● **STORED DATA**:
'''

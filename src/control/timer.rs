use chrono::{DateTime, Duration, Utc};

/// Absolute-deadline idle timer.
///
/// Construction leaves the timer unarmed, and an unarmed timer never
/// expires. A reset arms it one full threshold into the future,
/// replacing any earlier deadline, so sleeps that overrun or ticks
/// that arrive late cannot stretch the idle window.
///
/// All decisions take the clock as a parameter (`*_at` methods); the
/// plain variants just pass in `Utc::now()`.
#[derive(Debug, Clone)]
pub struct ShutoffTimer {
    threshold: Duration,
    deadline: Option<DateTime<Utc>>,
}

impl ShutoffTimer {
    pub fn new(threshold: Duration) -> Self {
        Self {
            threshold,
            deadline: None,
        }
    }

    pub fn threshold(&self) -> Duration {
        self.threshold
    }

    pub fn is_armed(&self) -> bool {
        self.deadline.is_some()
    }

    pub fn deadline(&self) -> Option<DateTime<Utc>> {
        self.deadline
    }

    /// Arm with a fresh full window measured from `now`.
    pub fn reset_at(&mut self, now: DateTime<Utc>) {
        self.deadline = Some(now + self.threshold);
    }

    pub fn reset(&mut self) {
        self.reset_at(Utc::now());
    }

    /// Expired iff armed and `now` has reached the deadline. Landing
    /// exactly on the deadline counts as expired.
    pub fn is_expired_at(&self, now: DateTime<Utc>) -> bool {
        match self.deadline {
            Some(deadline) => now >= deadline,
            None => false,
        }
    }

    pub fn is_expired(&self) -> bool {
        self.is_expired_at(Utc::now())
    }

    /// Minutes until the deadline, clamped at zero once it has passed.
    /// `None` while unarmed; an unarmed timer has no remaining time to
    /// report.
    pub fn minutes_remaining_at(&self, now: DateTime<Utc>) -> Option<f64> {
        let deadline = self.deadline?;
        let remaining = (deadline - now).num_milliseconds() as f64 / 60_000.0;
        Some(remaining.max(0.0))
    }

    pub fn minutes_remaining(&self) -> Option<f64> {
        self.minutes_remaining_at(Utc::now())
    }
}
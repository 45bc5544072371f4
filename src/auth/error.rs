use thiserror::Error;

use crate::error::AmpgateError;

/// Normalized authentication errors.
#[derive(Debug, Error)]
pub enum AuthError {
    #[error("Not authorized")]
    NotAuthorized,
    #[error("No refresh token on record")]
    MissingRefreshToken,
    #[error("Expired or invalid grant: {0}")]
    InvalidGrant(String),
    #[error("Invalid response: {0}")]
    InvalidResponse(String),
    #[error("IO error: {0}")]
    Io(String),
    #[error("Serialization error: {0}")]
    Serialization(String),
}

impl From<std::io::Error> for AuthError {
    fn from(error: std::io::Error) -> Self {
        Self::Io(error.to_string())
    }
}

impl From<toml::de::Error> for AuthError {
    fn from(error: toml::de::Error) -> Self {
        Self::Serialization(error.to_string())
    }
}

impl From<toml::ser::Error> for AuthError {
    fn from(error: toml::ser::Error) -> Self {
        Self::Serialization(error.to_string())
    }
}

impl From<AuthError> for AmpgateError {
    fn from(error: AuthError) -> Self {
        match error {
            AuthError::InvalidResponse(message) => AmpgateError::MalformedResponse(message),
            AuthError::Io(message) | AuthError::Serialization(message) => {
                AmpgateError::Configuration(format!("credential storage: {message}"))
            }
            other => AmpgateError::Authentication(other.to_string()),
        }
    }
}
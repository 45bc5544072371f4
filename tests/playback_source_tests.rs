mod common;

use std::sync::Arc;

use serde_json::json;
use wiremock::matchers::{header, method, path};
use wiremock::{Mock, MockServer, ResponseTemplate};

use ampgate::auth::CredentialManager;
use ampgate::error::{AmpgateError, ErrorCategory};
use ampgate::source::{ActivitySource, SourceRole, SpotifyPlayback};

use common::{fresh_credential, InMemoryCredentialStore};

fn playback(server: &MockServer) -> SpotifyPlayback {
    let store = Arc::new(InMemoryCredentialStore::new());
    store.seed(fresh_credential("token-0"));
    let manager = Arc::new(CredentialManager::new(
        store,
        "id",
        "secret",
        "http://127.0.0.1:8888/callback",
    ));
    SpotifyPlayback::new(manager).with_api_base(server.uri())
}

#[tokio::test]
async fn playing_track_reports_active() {
    let server = MockServer::start().await;
    Mock::given(method("GET"))
        .and(path("/v1/me/player"))
        .and(header("authorization", "Bearer token-0"))
        .respond_with(ResponseTemplate::new(200).set_body_json(json!({
            "is_playing": true,
            "device": { "name": "Living Room", "type": "Speaker" },
            "progress_ms": 44_361
        })))
        .expect(1)
        .mount(&server)
        .await;

    let source = playback(&server);
    assert!(source.is_active().await.expect("poll"));
}

#[tokio::test]
async fn paused_player_reports_inactive() {
    let server = MockServer::start().await;
    Mock::given(method("GET"))
        .and(path("/v1/me/player"))
        .respond_with(ResponseTemplate::new(200).set_body_json(json!({ "is_playing": false })))
        .expect(1)
        .mount(&server)
        .await;

    let source = playback(&server);
    assert!(!source.is_active().await.expect("poll"));
}

#[tokio::test]
async fn no_active_device_204_reports_inactive() {
    let server = MockServer::start().await;
    Mock::given(method("GET"))
        .and(path("/v1/me/player"))
        .respond_with(ResponseTemplate::new(204))
        .expect(1)
        .mount(&server)
        .await;

    let source = playback(&server);
    assert!(!source.is_active().await.expect("poll"));
}

#[tokio::test]
async fn missing_is_playing_field_defaults_to_inactive() {
    let server = MockServer::start().await;
    Mock::given(method("GET"))
        .and(path("/v1/me/player"))
        .respond_with(ResponseTemplate::new(200).set_body_json(json!({ "device": {} })))
        .expect(1)
        .mount(&server)
        .await;

    let source = playback(&server);
    assert!(!source.is_active().await.expect("poll"));
}

#[tokio::test]
async fn rejected_token_is_a_fatal_auth_error() {
    let server = MockServer::start().await;
    Mock::given(method("GET"))
        .and(path("/v1/me/player"))
        .respond_with(ResponseTemplate::new(401).set_body_json(json!({
            "error": { "status": 401, "message": "The access token expired" }
        })))
        .expect(1)
        .mount(&server)
        .await;

    let source = playback(&server);
    let err = source.is_active().await.expect_err("rejected token");

    assert_eq!(err.category(), ErrorCategory::Authentication);
    assert!(err.is_fatal());
}

#[tokio::test]
async fn non_json_body_is_a_malformed_response() {
    let server = MockServer::start().await;
    Mock::given(method("GET"))
        .and(path("/v1/me/player"))
        .respond_with(ResponseTemplate::new(200).set_body_string("<html>nope</html>"))
        .expect(1)
        .mount(&server)
        .await;

    let source = playback(&server);
    let err = source.is_active().await.expect_err("html body");
    assert!(matches!(err, AmpgateError::MalformedResponse(_)), "{err:?}");
}

#[tokio::test]
async fn check_ready_fails_without_a_credential() {
    let server = MockServer::start().await;
    let store = Arc::new(InMemoryCredentialStore::new());
    let manager = Arc::new(CredentialManager::new(
        store,
        "id",
        "secret",
        "http://127.0.0.1:8888/callback",
    ));
    let source = SpotifyPlayback::new(manager).with_api_base(server.uri());

    let err = source.check_ready().await.expect_err("no credential");
    assert_eq!(err.category(), ErrorCategory::Authentication);
}

#[tokio::test]
async fn playback_source_is_a_keep_alive() {
    let server = MockServer::start().await;
    let source = playback(&server);
    assert_eq!(source.name(), "Spotify");
    assert_eq!(source.role(), SourceRole::KeepAlive);
}
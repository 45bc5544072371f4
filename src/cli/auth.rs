//! CLI auth command handlers for login, status, and logout.

use std::sync::Arc;

use crate::auth::{CredentialManager, CredentialStore, FileCredentialStore};
use crate::config::DEFAULT_REDIRECT_URI;

/// Handle `ampgate auth login`.
///
/// Prints the consent URL, waits for the pasted redirect code, and
/// stores the resulting credential.
pub async fn handle_login() -> Result<(), Box<dyn std::error::Error>> {
    let manager = manager_from_env()?;

    println!("🔗 Visit: {}", manager.authorize_url()?);
    println!("📋 After authorizing, paste the `code` value from the redirect URL below:");
    print!("> ");
    use std::io::Write;
    std::io::stdout().flush()?;

    let mut code = String::new();
    std::io::stdin().read_line(&mut code)?;
    let code = code.trim();

    if code.is_empty() {
        eprintln!("❌ No code provided.");
        std::process::exit(1);
    }

    manager.exchange_authorization_code(code).await?;
    println!("✅ Spotify login successful!");
    Ok(())
}

/// Handle `ampgate auth status`.
pub async fn handle_status() -> Result<(), Box<dyn std::error::Error>> {
    let store = store_from_env();

    println!("🔐 Authentication Status\n");

    match store.load() {
        Ok(Some(credential)) => {
            let status = match credential.remaining_secs_at(chrono::Utc::now()) {
                Some(secs) if secs > 0 => {
                    format!("✅ Logged in (access token valid for {secs}s)")
                }
                Some(_) => "⚠️  Access token expired (will refresh on next run)".to_string(),
                None => "✅ Logged in".to_string(),
            };
            println!("  Spotify: {status}");
            if credential.refresh_token.is_none() {
                println!("  ⚠️  No refresh token stored; run `ampgate auth login` again.");
            }
        }
        Ok(None) => println!("  Spotify: ❌ Not logged in"),
        Err(e) => println!("  Spotify: ⚠️  Error: {e}"),
    }
    println!("\n📌 Credential file: {}", store.path().display());

    Ok(())
}

/// Handle `ampgate auth logout`.
pub async fn handle_logout() -> Result<(), Box<dyn std::error::Error>> {
    let store = store_from_env();
    store.clear()?;
    println!("✅ Logged out; credential removed.");
    Ok(())
}

/// Build a manager from the OAuth application settings in the
/// environment. Device addresses are not needed here, so this reads
/// the auth variables directly rather than the full config.
fn manager_from_env() -> Result<CredentialManager, Box<dyn std::error::Error>> {
    let _ = dotenvy::dotenv();

    let client_id = non_empty_var("SPOTIFY_CLIENT_ID")?;
    let client_secret = non_empty_var("SPOTIFY_CLIENT_SECRET")?;
    let redirect_uri = std::env::var("SPOTIFY_REDIRECT_URI")
        .unwrap_or_else(|_| DEFAULT_REDIRECT_URI.to_string());

    let store = Arc::new(store_from_env());
    Ok(CredentialManager::new(
        store,
        client_id,
        client_secret,
        redirect_uri,
    ))
}

fn store_from_env() -> FileCredentialStore {
    match std::env::var("AMPGATE_CREDENTIAL_PATH") {
        Ok(path) if !path.is_empty() => FileCredentialStore::new(path.into()),
        _ => FileCredentialStore::new_default(),
    }
}

fn non_empty_var(name: &str) -> Result<String, Box<dyn std::error::Error>> {
    match std::env::var(name) {
        Ok(value) if !value.trim().is_empty() => Ok(value),
        _ => Err(format!("{name} is not set; add it to the environment or .env").into()),
    }
}
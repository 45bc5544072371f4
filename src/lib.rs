//! Activity-driven power gate for an amplified audio rig.
//!
//! Watches activity sources (Spotify playback, a TV) and drives a pair
//! of smart plugs powering a mixer and active speakers. Activity keeps
//! the rig alive; a fixed idle window with no activity powers it down,
//! output stage first.
//!
//! # Quick Start
//!
//! ```no_run
//! use std::sync::Arc;
//! use std::time::Duration;
//!
//! use ampgate::auth::{CredentialManager, FileCredentialStore};
//! use ampgate::control::{ActivationLoop, ShutoffTimer};
//! use ampgate::source::{BraviaTv, SpotifyPlayback};
//! use ampgate::switch::{KasaPlug, SwitchChain};
//!
//! # async fn example() -> ampgate::error::Result<()> {
//! let store = Arc::new(FileCredentialStore::new_default());
//! let manager = Arc::new(CredentialManager::new(
//!     store,
//!     "client-id",
//!     "client-secret",
//!     "http://127.0.0.1:8888/callback",
//! ));
//!
//! let mixer = Arc::new(KasaPlug::new("mixer", "192.168.1.30"));
//! let speakers = Arc::new(KasaPlug::new("speakers", "192.168.1.31"));
//! let chain = Arc::new(SwitchChain::new(mixer, speakers, Duration::from_secs(2)));
//!
//! let timer = ShutoffTimer::new(chrono::Duration::minutes(20));
//! let handle = ActivationLoop::new(chain, timer)
//!     .with_source(Arc::new(BraviaTv::new("192.168.1.40")))
//!     .with_source(Arc::new(SpotifyPlayback::new(manager)))
//!     .start()
//!     .await?;
//!
//! println!("{}", handle.state().status_message());
//! # Ok(())
//! # }
//! ```

pub mod config;
pub mod auth;
pub mod error;
pub mod control;
pub mod prelude;
pub mod source;
pub mod switch;
pub mod util;
pub mod cli;
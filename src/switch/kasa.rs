use std::time::Duration;

use async_trait::async_trait;
use serde_json::{json, Value};
use tokio::io::{AsyncReadExt, AsyncWriteExt};
use tokio::net::TcpStream;

use crate::error::AmpgateError;
use crate::switch::PowerSwitch;
use crate::util::timeout::with_timeout;

const DEFAULT_PORT: u16 = 9999;
const CIPHER_SEED: u8 = 171;
const DEFAULT_IO_TIMEOUT: Duration = Duration::from_secs(5);
const MAX_FRAME_LEN: usize = 1 << 20;

/// TP-Link Kasa smart plug driven over its local TCP protocol.
///
/// The plug listens on port 9999 for JSON commands, length-prefixed
/// with four big-endian bytes and obfuscated with an XOR autokey
/// stream seeded at 171. No cloud account is involved; everything
/// stays on the LAN.
pub struct KasaPlug {
    name: String,
    addr: String,
    io_timeout: Duration,
}

impl KasaPlug {
    /// `host` may carry an explicit port; port 9999 is assumed
    /// otherwise.
    pub fn new(name: impl Into<String>, host: impl AsRef<str>) -> Self {
        let host = host.as_ref();
        let addr = if host.contains(':') {
            host.to_string()
        } else {
            format!("{host}:{DEFAULT_PORT}")
        };
        Self {
            name: name.into(),
            addr,
            io_timeout: DEFAULT_IO_TIMEOUT,
        }
    }

    pub fn with_io_timeout(mut self, timeout: Duration) -> Self {
        self.io_timeout = timeout;
        self
    }

    async fn relay_state(&self) -> Result<bool, AmpgateError> {
        let response = self.command(&json!({"system": {"get_sysinfo": {}}})).await?;
        response
            .pointer("/system/get_sysinfo/relay_state")
            .and_then(Value::as_i64)
            .map(|state| state == 1)
            .ok_or_else(|| {
                AmpgateError::MalformedResponse(format!(
                    "{}: sysinfo missing relay_state",
                    self.name
                ))
            })
    }

    async fn set_relay(&self, on: bool) -> Result<(), AmpgateError> {
        let state = i64::from(on);
        let response = self
            .command(&json!({"system": {"set_relay_state": {"state": state}}}))
            .await?;
        let err_code = response
            .pointer("/system/set_relay_state/err_code")
            .and_then(Value::as_i64)
            .unwrap_or(0);
        if err_code != 0 {
            return Err(AmpgateError::device(
                &self.name,
                format!("set_relay_state err_code {err_code}"),
            ));
        }
        Ok(())
    }

    async fn command(&self, request: &Value) -> Result<Value, AmpgateError> {
        let payload = serde_json::to_vec(request)?;
        let exchange = async {
            let mut stream = TcpStream::connect(&self.addr).await?;

            let mut frame = Vec::with_capacity(payload.len() + 4);
            frame.extend_from_slice(&(payload.len() as u32).to_be_bytes());
            frame.extend_from_slice(&encrypt(&payload));
            stream.write_all(&frame).await?;

            let mut len_buf = [0u8; 4];
            stream.read_exact(&mut len_buf).await?;
            let len = u32::from_be_bytes(len_buf) as usize;
            if len > MAX_FRAME_LEN {
                return Err(AmpgateError::MalformedResponse(format!(
                    "{}: oversized frame ({len} bytes)",
                    self.name
                )));
            }
            let mut body = vec![0u8; len];
            stream.read_exact(&mut body).await?;
            Ok(decrypt(&body))
        };

        let decrypted = with_timeout(self.io_timeout, exchange)
            .await
            .map_err(|err| match err {
                AmpgateError::Io(inner) => AmpgateError::device(&self.name, inner.to_string()),
                AmpgateError::Timeout(ms) => {
                    AmpgateError::device(&self.name, format!("timed out after {ms}ms"))
                }
                other => other,
            })?;

        serde_json::from_slice(&decrypted).map_err(|err| {
            AmpgateError::MalformedResponse(format!("{} response: {err}", self.name))
        })
    }
}

#[async_trait]
impl PowerSwitch for KasaPlug {
    fn name(&self) -> &str {
        &self.name
    }

    async fn is_on(&self) -> Result<bool, AmpgateError> {
        self.relay_state().await
    }

    async fn turn_on(&self) -> Result<(), AmpgateError> {
        if self.relay_state().await? {
            tracing::debug!(switch = %self.name, "Already on");
            return Ok(());
        }
        self.set_relay(true).await
    }

    async fn turn_off(&self) -> Result<(), AmpgateError> {
        if !self.relay_state().await? {
            tracing::debug!(switch = %self.name, "Already off");
            return Ok(());
        }
        self.set_relay(false).await
    }
}

/// XOR autokey obfuscation used by the plug firmware. Each output byte
/// becomes the key for the next one.
fn encrypt(plain: &[u8]) -> Vec<u8> {
    let mut key = CIPHER_SEED;
    plain
        .iter()
        .map(|&byte| {
            let cipher = key ^ byte;
            key = cipher;
            cipher
        })
        .collect()
}

fn decrypt(cipher: &[u8]) -> Vec<u8> {
    let mut key = CIPHER_SEED;
    cipher
        .iter()
        .map(|&byte| {
            let plain = key ^ byte;
            key = byte;
            plain
        })
        .collect()
}

#[cfg(test)]
mod tests {
    use super::*;

    #[test]
    fn cipher_round_trips() {
        let message = br#"{"system":{"get_sysinfo":{}}}"#;
        assert_eq!(decrypt(&encrypt(message)), message);
    }

    #[test]
    fn cipher_matches_known_prefix() {
        // First bytes of any JSON command: `{"s` under seed 171.
        assert_eq!(encrypt(br#"{"s"#), vec![0xd0, 0xf2, 0x81]);
    }

    #[test]
    fn empty_payload_stays_empty() {
        assert!(encrypt(&[]).is_empty());
        assert!(decrypt(&[]).is_empty());
    }

    #[test]
    fn host_without_port_gets_default() {
        let plug = KasaPlug::new("speakers", "10.0.0.12");
        assert_eq!(plug.addr, "10.0.0.12:9999");
    }

    #[test]
    fn host_with_port_is_kept() {
        let plug = KasaPlug::new("speakers", "10.0.0.12:1234");
        assert_eq!(plug.addr, "10.0.0.12:1234");
    }
}
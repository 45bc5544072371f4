//! Ampgate CLI binary entry point.

use std::sync::Arc;
use std::time::Duration;

use clap::Parser;
use tokio::signal::unix::{signal, SignalKind};
use tracing_subscriber::EnvFilter;

use ampgate::auth::{CredentialManager, FileCredentialStore};
use ampgate::cli::{AuthCommands, Cli, Commands, RunArgs, SwitchCommands};
use ampgate::config::AmpgateConfig;
use ampgate::control::{ActivationLoop, ActivationState, ShutoffTimer};
use ampgate::source::{ActivitySource, BraviaTv, SpotifyPlayback};
use ampgate::switch::{KasaPlug, PowerSwitch, SwitchChain};

#[tokio::main]
async fn main() {
    tracing_subscriber::fmt()
        .with_target(false)
        .with_env_filter(
            EnvFilter::try_from_default_env().unwrap_or_else(|_| EnvFilter::new("info")),
        )
        .init();

    let cli = Cli::parse();

    let result = match cli.command {
        Commands::Run(args) => handle_run(args).await,
        Commands::Status => handle_status().await,
        Commands::Auth(auth_args) => match auth_args.command {
            AuthCommands::Login => ampgate::cli::auth::handle_login().await,
            AuthCommands::Status => ampgate::cli::auth::handle_status().await,
            AuthCommands::Logout => ampgate::cli::auth::handle_logout().await,
        },
        Commands::Switch(switch_args) => handle_switch(switch_args.command).await,
    };

    if let Err(e) = result {
        eprintln!("Error: {e}");
        std::process::exit(1);
    }
}

/// Everything the commands talk to, built from one config.
struct Rig {
    manager: Arc<CredentialManager>,
    spotify: SpotifyPlayback,
    tv: BraviaTv,
    speakers: Arc<KasaPlug>,
    mixer: Arc<KasaPlug>,
    chain: Arc<SwitchChain>,
}

fn build_rig(config: &AmpgateConfig) -> Rig {
    let store = Arc::new(FileCredentialStore::new(config.credential_path.clone()));
    let manager = Arc::new(
        CredentialManager::new(
            store,
            config.client_id.clone(),
            config.client_secret.clone(),
            config.redirect_uri.clone(),
        )
        .with_http_timeout(config.http_timeout),
    );

    let spotify = SpotifyPlayback::new(manager.clone()).with_http_timeout(config.http_timeout);
    let tv = BraviaTv::new(&config.tv_addr).with_http_timeout(config.http_timeout);

    let speakers = Arc::new(KasaPlug::new("speakers", &config.speakers_addr));
    let mixer = Arc::new(KasaPlug::new("mixer", &config.mixer_addr));
    let chain = Arc::new(SwitchChain::new(
        mixer.clone(),
        speakers.clone(),
        config.settle_delay,
    ));

    Rig {
        manager,
        spotify,
        tv,
        speakers,
        mixer,
        chain,
    }
}

async fn handle_run(args: RunArgs) -> Result<(), Box<dyn std::error::Error>> {
    let mut config = AmpgateConfig::from_env()?;
    if let Some(minutes) = args.idle_minutes {
        config.idle_minutes = minutes;
    }
    if let Some(secs) = args.tick_seconds {
        config.tick_interval = Duration::from_secs(secs);
    }
    config.validate()?;

    let rig = build_rig(&config);
    let timer = ShutoffTimer::new(chrono::Duration::minutes(config.idle_minutes as i64));

    let mut handle = ActivationLoop::new(rig.chain.clone(), timer)
        .with_source(Arc::new(rig.tv))
        .with_source(Arc::new(rig.spotify))
        .with_tick_interval(config.tick_interval)
        .with_recovery_interval(config.recovery_interval)
        .start()
        .await?;

    let mut sigterm = signal(SignalKind::terminate())?;
    let mut sigusr1 = signal(SignalKind::user_defined1())?;
    let ctrl_c = tokio::signal::ctrl_c();
    tokio::pin!(ctrl_c);

    // SIGUSR1 toggles the rig by hand without stopping the monitor.
    let finished = loop {
        tokio::select! {
            _ = &mut ctrl_c => {
                tracing::info!("Interrupt received; shutting down");
                break None;
            }
            _ = sigterm.recv() => {
                tracing::info!("SIGTERM received; shutting down");
                break None;
            }
            _ = sigusr1.recv() => {
                match rig.chain.toggle().await {
                    Ok(on) => tracing::info!(powered = on, "Manual toggle applied"),
                    Err(err) => tracing::warn!(error = %err, "Manual toggle failed"),
                }
            }
            result = handle.wait() => break Some(result),
        }
    };

    match finished {
        Some(result) => result?,
        None => handle.shutdown().await?,
    }
    Ok(())
}

async fn handle_status() -> Result<(), Box<dyn std::error::Error>> {
    let config = AmpgateConfig::from_env()?;
    let rig = build_rig(&config);

    println!("🔎 Rig Status\n");

    let mut powered = false;
    match rig.speakers.is_on().await {
        Ok(on) => {
            powered = on;
            println!("  Speakers plug: {}", on_off(on));
        }
        Err(e) => println!("  Speakers plug: ⚠️  {e}"),
    }
    match rig.mixer.is_on().await {
        Ok(on) => println!("  Mixer plug: {}", on_off(on)),
        Err(e) => println!("  Mixer plug: ⚠️  {e}"),
    }

    let mut tv_on = false;
    match rig.tv.is_active().await {
        Ok(on) => {
            tv_on = on;
            println!("  TV: {}", on_off(on));
        }
        Err(e) => println!("  TV: ⚠️  {e}"),
    }

    let mut playing = false;
    match rig.manager.current()? {
        None => println!("  Spotify: ❌ Not logged in (run `ampgate auth login`)"),
        Some(_) => match rig.spotify.is_active().await {
            Ok(active) => {
                playing = active;
                println!("  Spotify: {}", if active { "✅ Playing" } else { "Idle" });
            }
            Err(e) => println!("  Spotify: ⚠️  {e}"),
        },
    }

    let active_source = if tv_on {
        Some(rig.tv.name().to_string())
    } else if playing {
        Some(rig.spotify.name().to_string())
    } else {
        None
    };
    let state = ActivationState {
        running: true,
        powered,
        active_source,
        shutoff_deadline: None,
    };
    println!("\n{}", state.status_message());

    Ok(())
}

async fn handle_switch(command: SwitchCommands) -> Result<(), Box<dyn std::error::Error>> {
    let config = AmpgateConfig::from_env()?;
    let rig = build_rig(&config);

    match command {
        SwitchCommands::On => {
            rig.chain.power_on().await?;
            println!("✅ Rig powered on (mixer, then speakers).");
        }
        SwitchCommands::Off => {
            rig.chain.power_off().await?;
            println!("✅ Rig powered off (speakers, then mixer).");
        }
        SwitchCommands::Toggle => {
            if rig.chain.toggle().await? {
                println!("✅ Rig toggled on.");
            } else {
                println!("✅ Rig toggled off.");
            }
        }
    }
    Ok(())
}

fn on_off(on: bool) -> &'static str {
    if on {
        "✅ On"
    } else {
        "Off"
    }
}
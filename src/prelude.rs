//! Convenience re-exports for common use.

pub use crate::error::{AmpgateError, ErrorCategory, Result};
pub use crate::auth::{Credential, CredentialManager, CredentialStore, FileCredentialStore};
pub use crate::source::{ActivitySource, BraviaTv, SourceRole, SpotifyPlayback};
pub use crate::switch::{KasaPlug, PowerSwitch, SwitchChain};
pub use crate::control::{ActivationLoop, ActivationState, LoopHandle, ShutoffTimer};
pub use crate::config::AmpgateConfig;
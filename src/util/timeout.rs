//! Timeout helper.

use std::future::Future;
use std::time::Duration;

use crate::error::AmpgateError;

/// Wrap a future with a timeout.
pub async fn with_timeout<T>(
    duration: Duration,
    future: impl Future<Output = Result<T, AmpgateError>>,
) -> Result<T, AmpgateError> {
    match tokio::time::timeout(duration, future).await {
        Ok(result) => result,
        Err(_) => Err(AmpgateError::Timeout(duration.as_millis() as u64)),
    }
}

#[cfg(test)]
mod tests {
    use super::*;

    #[tokio::test]
    async fn passes_through_fast_results() {
        let result = with_timeout(Duration::from_secs(1), async { Ok(7) }).await;
        assert_eq!(result.unwrap(), 7);
    }

    #[tokio::test]
    async fn slow_future_becomes_timeout_error() {
        let result: Result<(), _> = with_timeout(Duration::from_millis(5), async {
            tokio::time::sleep(Duration::from_secs(60)).await;
            Ok(())
        })
        .await;
        assert!(matches!(result, Err(AmpgateError::Timeout(5))));
    }
}
//! Diagnostic tracing for the scaffolder.
//!
//! Tracing is for diagnosing a generation run and goes to stderr. The
//! `create <path>` lines, the greeting and installer messages are product output:
//! the CLI prints them to stdout regardless of `RUST_LOG`.

use tracing_subscriber::{EnvFilter, fmt, layer::SubscriberExt, util::SubscriberInitExt};

/// Filter used when `RUST_LOG` is unset.
pub fn default_directive(verbose: bool) -> &'static str {
    if verbose { "starterkit=debug" } else { "warn" }
}

/// Initialize the tracing subscriber.
///
/// `RUST_LOG` wins when set; otherwise `--verbose` selects debug output for this
/// crate and everything else stays at `warn`.
///
/// # Example
/// ```bash
/// RUST_LOG=starterkit=trace starterkit new --dest my-app
/// ```
pub fn init(verbose: bool) {
    let filter = EnvFilter::try_from_default_env()
        .unwrap_or_else(|_| EnvFilter::new(default_directive(verbose)));

    tracing_subscriber::registry()
        .with(filter)
        .with(fmt::layer().with_writer(std::io::stderr).compact())
        .init();
}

'''

● **PROBLEM STATEMENT**:
The word "warn" is the filter: copy every line of the listing above that contains it.

● **SOLUTION FOR THIS TASK**:
                    Err(err) => tracing::warn!(error = %err, "Manual toggle failed"),
    if verbose { "starterkit=debug" } else { "warn" }
/// crate and everything else stays at `warn`.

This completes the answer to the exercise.